— WHAT THE EXERCISE ASKS —
Go through the data line by line. Copy each one holding the string "object".

[Saved data entries]
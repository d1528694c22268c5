//! Error types for manifest field validation.
//!
//! Each variant identifies the rejected value and the constraint it broke.

use thiserror::Error;

/// Errors arising from invalid manifest or checkpoint values.
#[derive(Debug, Clone, PartialEq, Eq, Error)]
pub enum FieldError {
    /// A commit object name is not a full lowercase hex hash.
    #[error("invalid commit id \"{value}\": {reason}")]
    InvalidCommitId {
        /// The rejected value.
        value: String,
        /// Description of the validation failure.
        reason: String,
    },

    /// A revision to mirror is empty or could be mistaken for a git option.
    #[error("invalid revision \"{value}\": {reason}")]
    InvalidRevision {
        /// The rejected value.
        value: String,
        /// Description of the validation failure.
        reason: String,
    },

    /// A chart digest is not a 64-character hex string.
    #[error("invalid SHA-256 digest: {reason}")]
    InvalidSha256Digest {
        /// Description of the validation failure.
        reason: String,
    },

    /// An image digest is not of the form `algorithm:encoded`.
    #[error("invalid image digest \"{value}\": {reason}")]
    InvalidImageDigest {
        /// The rejected value.
        value: String,
        /// Description of the validation failure.
        reason: String,
    },
}

/// Result type alias using [`FieldError`].
pub type Result<T> = std::result::Result<T, FieldError>;
//! Synchronisation pass orchestration.
//!
//! A pass resolves the manifest against the checkpoint, then mirrors every
//! image, every chart and finally the satellite repository, in manifest
//! order. The first failure ends the pass. The checkpoint advances only when
//! all three stages have completed, so a failed pass is retried in full on
//! the next tick.

use crate::checkpoint::{CheckpointStore, MemoryCheckpoint};
use crate::config::SyncConfig;
use crate::error::{PassStage, Result, SyncError, TransferError};
use crate::manifest::{CommitId, Manifest};
use crate::mirror::chart::{ChartFetcher, ChartMirror, ChartPublisher};
use crate::mirror::image::{ImageMirror, ImageTransfer};
use crate::mirror::repository::RepositoryMirror;
use crate::resolver::{ManifestResolver, Resolution};

/// Result of a pass that did not fail.
#[derive(Debug, Clone, PartialEq, Eq)]
pub enum PassOutcome {
    /// The manifest head equals the checkpoint; nothing was mirrored.
    Unchanged {
        /// The checkpoint, left as it was.
        checkpoint: Option<CommitId>,
    },
    /// Every artefact was mirrored and the checkpoint advanced.
    Committed {
        /// Checkpoint before the pass.
        previous: Option<CommitId>,
        /// Checkpoint after the pass.
        current: CommitId,
    },
}

/// The external capabilities a pass drives.
#[derive(Clone, Copy)]
pub struct Collaborators<'a> {
    /// Source of the manifest.
    pub resolver: &'a dyn ManifestResolver,
    /// Image copier.
    pub images: &'a dyn ImageTransfer,
    /// Chart downloader.
    pub chart_fetcher: &'a dyn ChartFetcher,
    /// Chart uploader.
    pub chart_publisher: &'a dyn ChartPublisher,
    /// Satellite repository mirror.
    pub repository: &'a dyn RepositoryMirror,
}

/// Runs synchronisation passes and owns the checkpoint.
pub struct Synchronizer<'a, C = MemoryCheckpoint> {
    config: &'a SyncConfig,
    collaborators: Collaborators<'a>,
    checkpoint: C,
}

impl<'a> Synchronizer<'a> {
    /// Creates a synchroniser that has never completed a pass.
    #[must_use]
    pub fn new(config: &'a SyncConfig, collaborators: Collaborators<'a>) -> Self {
        Self::with_checkpoint(config, collaborators, MemoryCheckpoint::default())
    }
}

impl<'a, C: CheckpointStore> Synchronizer<'a, C> {
    /// Creates a synchroniser backed by `checkpoint`.
    #[must_use]
    pub const fn with_checkpoint(
        config: &'a SyncConfig,
        collaborators: Collaborators<'a>,
        checkpoint: C,
    ) -> Self {
        Self {
            config,
            collaborators,
            checkpoint,
        }
    }

    /// The checkpoint store.
    #[must_use]
    pub const fn checkpoint(&self) -> &C {
        &self.checkpoint
    }

    /// Runs one synchronisation pass.
    ///
    /// # Errors
    ///
    /// Returns [`SyncError`] naming the failing stage (and entry, for mirror
    /// stages). The checkpoint is left untouched.
    pub fn run_pass(&mut self) -> Result<PassOutcome> {
        let previous = self
            .checkpoint
            .load()
            .map_err(|err| SyncError::new(PassStage::Resolving, err))?;
        log::debug!(
            "starting pass from checkpoint {}",
            previous.as_ref().map_or("<none>", CommitId::short)
        );

        let (commit, manifest) = match self.collaborators.resolver.resolve(previous.as_ref())? {
            Resolution::Unchanged => {
                log::info!("manifest unchanged; nothing to do");
                return Ok(PassOutcome::Unchanged {
                    checkpoint: previous,
                });
            }
            Resolution::Changed { commit, manifest } => (commit, manifest),
        };

        self.mirror_images(&manifest)?;
        self.mirror_charts(&manifest)?;
        self.mirror_repository(&manifest)?;

        self.checkpoint
            .store(commit.clone())
            .map_err(|err| SyncError::new(PassStage::Committing, err))?;
        log::info!("synchronised manifest {}", commit.short());
        Ok(PassOutcome::Committed {
            previous,
            current: commit,
        })
    }

    fn mirror_images(&self, manifest: &Manifest) -> Result<()> {
        let mirror = ImageMirror::new(self.collaborators.images);
        let registry = &self.config.registry;
        for (index, entry) in manifest.images().iter().enumerate() {
            mirror
                .mirror(&registry.source, &registry.destination, entry)
                .map_err(|err| SyncError::at_entry(PassStage::MirroringImages, index, err))?;
        }
        log::info!("mirrored {} images", manifest.images().len());
        Ok(())
    }

    fn mirror_charts(&self, manifest: &Manifest) -> Result<()> {
        let mirror = ChartMirror::new(
            self.collaborators.chart_fetcher,
            self.collaborators.chart_publisher,
        );
        let charts = &self.config.charts;
        for (index, entry) in manifest.charts().iter().enumerate() {
            mirror
                .mirror(&charts.source, charts.destination.as_deref(), entry)
                .map_err(|err| SyncError::at_entry(PassStage::MirroringCharts, index, err))?;
        }
        log::info!("mirrored {} charts", manifest.charts().len());
        Ok(())
    }

    fn mirror_repository(&self, manifest: &Manifest) -> Result<()> {
        let reference = manifest.repository();
        let endpoints = &self.config.repository;
        self.collaborators
            .repository
            .mirror(&endpoints.source, &endpoints.destination, reference)
            .map_err(|source| {
                SyncError::new(
                    PassStage::MirroringRepository,
                    TransferError::Repository {
                        commit: reference.commit().to_string(),
                        source,
                    },
                )
            })?;
        log::info!("mirrored repository commit {}", reference.commit());
        Ok(())
    }
}

#[cfg(test)]
#[path = "orchestrator_tests.rs"]
mod tests;
//! Chart archive mirroring.
//!
//! Each chart is downloaded from the source chart repository as
//! `{chart}-{version}.tgz`, hashed while it is spooled to a temporary file,
//! checked against the manifest digest and only then uploaded to the
//! destination chart repository.

use crate::error::{IntegrityError, TransferError};
use crate::manifest::{ChartEntry, Sha256Digest};
use crate::scratch::ScratchDir;
use camino::Utf8Path;
use sha2::{Digest, Sha256};
use std::fs::File;
use std::io::{self, Read, Write};
use std::time::Duration;

/// Errors raised by chart repository HTTP calls.
#[derive(Debug, thiserror::Error)]
pub enum FetchError {
    /// The request failed or the server answered with an error status.
    #[error("request to {url} failed: {reason}")]
    Http {
        /// The URL that was requested.
        url: String,
        /// A human-readable description of the failure.
        reason: String,
    },

    /// The archive does not exist (HTTP 404).
    #[error("chart archive not found: {url}")]
    NotFound {
        /// The URL that returned 404.
        url: String,
    },

    /// Reading or writing the archive body failed.
    #[error("I/O error during transfer: {0}")]
    Io(#[from] io::Error),
}

/// Errors raised while mirroring one chart.
#[derive(Debug, thiserror::Error)]
pub enum ChartError {
    /// The archive could not be downloaded.
    #[error("cannot fetch chart {chart}: {source}")]
    Fetch {
        /// Chart identity, `name version`.
        chart: String,
        /// Download failure.
        #[source]
        source: FetchError,
    },

    /// The downloaded archive could not be spooled to disk.
    #[error("cannot spool chart {chart}: {source}")]
    Spool {
        /// Chart identity, `name version`.
        chart: String,
        /// Underlying I/O error.
        #[source]
        source: io::Error,
    },

    /// The archive digest differs from the manifest.
    #[error(transparent)]
    Integrity(#[from] IntegrityError),

    /// The verified archive could not be published.
    #[error(transparent)]
    Transfer(#[from] TransferError),
}

impl ChartError {
    /// Returns `true` when the source repository has no such archive.
    #[must_use]
    pub fn is_not_found(&self) -> bool {
        matches!(
            self,
            Self::Fetch {
                source: FetchError::NotFound { .. },
                ..
            }
        )
    }
}

/// Downloads chart archives.
#[cfg_attr(test, mockall::automock)]
pub trait ChartFetcher {
    /// Opens the body of the archive at `url` as a stream.
    ///
    /// # Errors
    ///
    /// Returns [`FetchError::NotFound`] for a 404 and [`FetchError::Http`]
    /// for any other failure, including any status other than 200.
    fn fetch(&self, url: &str) -> Result<Box<dyn Read>, FetchError>;
}

/// Uploads chart archives.
#[cfg_attr(test, mockall::automock)]
pub trait ChartPublisher {
    /// Uploads the file at `archive` to `url`.
    ///
    /// # Errors
    ///
    /// Returns [`FetchError`] if the upload is not accepted.
    fn publish(&self, url: &str, archive: &Utf8Path) -> Result<(), FetchError>;
}

/// Chart repository client using `ureq`.
///
/// Downloads with `GET` and uploads with `PUT`, each bounded by a global
/// request timeout.
pub struct HttpChartClient {
    agent: ureq::Agent,
}

impl HttpChartClient {
    /// Creates a client whose requests fail after `timeout`.
    #[must_use]
    pub fn new(timeout: Duration) -> Self {
        let config = ureq::Agent::config_builder()
            .timeout_global(Some(timeout))
            .build();
        Self {
            agent: ureq::Agent::new_with_config(config),
        }
    }
}

impl ChartFetcher for HttpChartClient {
    fn fetch(&self, url: &str) -> Result<Box<dyn Read>, FetchError> {
        let response = self
            .agent
            .get(url)
            .call()
            .map_err(|e| map_ureq_error(url, &e))?;
        let status = response.status().as_u16();
        if status != 200 {
            return Err(FetchError::Http {
                url: url.to_owned(),
                reason: format!("unexpected status {status}"),
            });
        }
        Ok(Box::new(response.into_body().into_reader()))
    }
}

impl ChartPublisher for HttpChartClient {
    fn publish(&self, url: &str, archive: &Utf8Path) -> Result<(), FetchError> {
        let file = File::open(archive)?;
        self.agent
            .put(url)
            .header("Content-Type", "application/gzip")
            .send(file)
            .map_err(|e| map_ureq_error(url, &e))?;
        Ok(())
    }
}

fn map_ureq_error(url: &str, err: &ureq::Error) -> FetchError {
    match err {
        ureq::Error::StatusCode(404) => FetchError::NotFound {
            url: url.to_owned(),
        },
        other => FetchError::Http {
            url: url.to_owned(),
            reason: other.to_string(),
        },
    }
}

/// Writer that hashes everything passing through it.
struct DigestingWriter<W> {
    inner: W,
    hasher: Sha256,
}

impl<W: Write> DigestingWriter<W> {
    fn new(inner: W) -> Self {
        Self {
            inner,
            hasher: Sha256::new(),
        }
    }

    fn finish(mut self) -> io::Result<Sha256Digest> {
        self.inner.flush()?;
        Ok(Sha256Digest::from_hasher(self.hasher))
    }
}

impl<W: Write> Write for DigestingWriter<W> {
    fn write(&mut self, buf: &[u8]) -> io::Result<usize> {
        let written = self.inner.write(buf)?;
        if let Some(chunk) = buf.get(..written) {
            self.hasher.update(chunk);
        }
        Ok(written)
    }

    fn flush(&mut self) -> io::Result<()> {
        self.inner.flush()
    }
}

/// Mirrors chart entries between chart repositories.
pub struct ChartMirror<'a> {
    fetcher: &'a dyn ChartFetcher,
    publisher: &'a dyn ChartPublisher,
}

impl<'a> ChartMirror<'a> {
    /// Creates a mirror downloading through `fetcher` and uploading through
    /// `publisher`.
    #[must_use]
    pub fn new(fetcher: &'a dyn ChartFetcher, publisher: &'a dyn ChartPublisher) -> Self {
        Self { fetcher, publisher }
    }

    /// Downloads `entry` from `source_repository`, verifies its digest and
    /// uploads it to `destination_repository`.
    ///
    /// Without a destination the archive is verified only.
    ///
    /// # Errors
    ///
    /// Returns [`ChartError`] if the download fails, the digest differs or
    /// the upload is rejected. Nothing is uploaded unless the digest matches.
    pub fn mirror(
        &self,
        source_repository: &str,
        destination_repository: Option<&str>,
        entry: &ChartEntry,
    ) -> Result<(), ChartError> {
        let chart = entry.to_string();
        let archive = entry.archive_name();
        let url = format!("{source_repository}/{archive}");
        log::info!("fetching chart {chart} from {url}");

        let mut body = self
            .fetcher
            .fetch(&url)
            .map_err(|source| ChartError::Fetch {
                chart: chart.clone(),
                source,
            })?;

        let spool_error = |source: io::Error| ChartError::Spool {
            chart: chart.clone(),
            source,
        };
        let spool = ScratchDir::new("syncd-chart-").map_err(spool_error)?;
        let spool_path = spool.join("archive.tgz");
        let file = File::create(&spool_path).map_err(spool_error)?;
        let mut writer = DigestingWriter::new(file);
        io::copy(&mut body, &mut writer).map_err(|source| ChartError::Fetch {
            chart: chart.clone(),
            source: FetchError::Io(source),
        })?;
        let actual = writer.finish().map_err(spool_error)?;

        if actual != *entry.digest() {
            return Err(IntegrityError {
                chart,
                expected: entry.digest().to_string(),
                actual: actual.to_string(),
            }
            .into());
        }
        log::debug!("chart {chart} matches digest {actual}");

        let Some(destination) = destination_repository else {
            log::debug!("no destination chart repository configured; skipping publish of {chart}");
            return Ok(());
        };
        let target = format!("{destination}/{archive}");
        log::info!("publishing chart {chart} to {target}");
        self.publisher
            .publish(&target, &spool_path)
            .map_err(|source| TransferError::Chart { chart, source })?;
        Ok(())
    }
}

#[cfg(test)]
#[path = "chart_tests.rs"]
mod tests;
//! Git operations used by the manifest resolver and the repository mirror.
//!
//! All operations drive the `git` executable through a [`CommandExecutor`],
//! addressing repositories with `git -C <dir>` rather than changing the
//! process working directory.

use crate::exec::{CommandError, CommandExecutor, combined_output};
use camino::Utf8Path;
use std::process::Output;

/// Errors raised by git operations.
#[derive(Debug, thiserror::Error)]
pub enum GitError {
    /// The git executable could not be run to completion.
    #[error("git {operation} could not run: {source}")]
    Command {
        /// The git operation being attempted (clone, fetch, ...).
        operation: &'static str,
        /// Underlying execution failure.
        #[source]
        source: CommandError,
    },

    /// Git ran but reported a failure.
    #[error("git {operation} failed: {message}")]
    Failed {
        /// The git operation that failed.
        operation: &'static str,
        /// Combined tool output describing the failure.
        message: String,
    },

    /// Git produced output that is not valid UTF-8.
    #[error("git {operation} produced non UTF-8 output")]
    NonUtf8Output {
        /// The git operation whose output could not be decoded.
        operation: &'static str,
    },
}

/// Thin wrapper over the `git` command line.
#[derive(Clone, Copy)]
pub struct GitClient<'a> {
    executor: &'a dyn CommandExecutor,
}

impl<'a> GitClient<'a> {
    /// Creates a client that runs git through `executor`.
    #[must_use]
    pub fn new(executor: &'a dyn CommandExecutor) -> Self {
        Self { executor }
    }

    /// Clones `url` into `target` keeping only the tip commit.
    ///
    /// # Errors
    ///
    /// Returns [`GitError`] if the clone fails.
    pub fn shallow_clone(&self, url: &str, target: &Utf8Path) -> Result<(), GitError> {
        self.run(
            "clone",
            &["clone", "--depth", "1", "--quiet", "--", url, target.as_str()],
        )?;
        Ok(())
    }

    /// Resolves the commit `HEAD` points at inside `repo`.
    ///
    /// # Errors
    ///
    /// Returns [`GitError`] if `rev-parse` fails.
    pub fn head_commit(&self, repo: &Utf8Path) -> Result<String, GitError> {
        let output = self.run("rev-parse", &["-C", repo.as_str(), "rev-parse", "HEAD"])?;
        Ok(stdout_text("rev-parse", output)?.trim().to_owned())
    }

    /// Returns the raw commit object for `commit`, signature headers included.
    ///
    /// # Errors
    ///
    /// Returns [`GitError`] if `cat-file` fails or prints non UTF-8 text.
    pub fn raw_commit(&self, repo: &Utf8Path, commit: &str) -> Result<String, GitError> {
        let output = self.run(
            "cat-file",
            &["-C", repo.as_str(), "cat-file", "commit", commit],
        )?;
        stdout_text("cat-file", output)
    }

    /// Initialises an empty bare repository at `target`.
    ///
    /// # Errors
    ///
    /// Returns [`GitError`] if `init` fails.
    pub fn init_bare(&self, target: &Utf8Path) -> Result<(), GitError> {
        self.run("init", &["init", "--bare", "--quiet", target.as_str()])?;
        Ok(())
    }

    /// Registers a named remote inside `repo`.
    ///
    /// # Errors
    ///
    /// Returns [`GitError`] if the remote cannot be created.
    pub fn add_remote(&self, repo: &Utf8Path, name: &str, url: &str) -> Result<(), GitError> {
        self.run(
            "remote add",
            &["-C", repo.as_str(), "remote", "add", name, url],
        )?;
        Ok(())
    }

    /// Fetches `refspec` from `remote`; git records the result in `FETCH_HEAD`.
    ///
    /// # Errors
    ///
    /// Returns [`GitError`] if the fetch fails.
    pub fn fetch(&self, repo: &Utf8Path, remote: &str, refspec: &str) -> Result<(), GitError> {
        self.run(
            "fetch",
            &["-C", repo.as_str(), "fetch", "--quiet", remote, refspec],
        )?;
        Ok(())
    }

    /// Force-pushes `refspec` to `remote`, discarding the remote history.
    ///
    /// # Errors
    ///
    /// Returns [`GitError`] if the push fails.
    pub fn force_push(&self, repo: &Utf8Path, remote: &str, refspec: &str) -> Result<(), GitError> {
        self.run(
            "push",
            &["-C", repo.as_str(), "push", "--force", "--quiet", remote, refspec],
        )?;
        Ok(())
    }

    fn run(&self, operation: &'static str, args: &[&str]) -> Result<Output, GitError> {
        let output = self
            .executor
            .run("git", args)
            .map_err(|source| GitError::Command { operation, source })?;

        if !output.status.success() {
            return Err(GitError::Failed {
                operation,
                message: combined_output(&output),
            });
        }

        Ok(output)
    }
}

fn stdout_text(operation: &'static str, output: Output) -> Result<String, GitError> {
    String::from_utf8(output.stdout).map_err(|_| GitError::NonUtf8Output { operation })
}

— SOLVED EXERCISE —
    /// A commit object name is not a full lowercase hex hash.
    /// Returns the raw commit object for `commit`, signature headers included.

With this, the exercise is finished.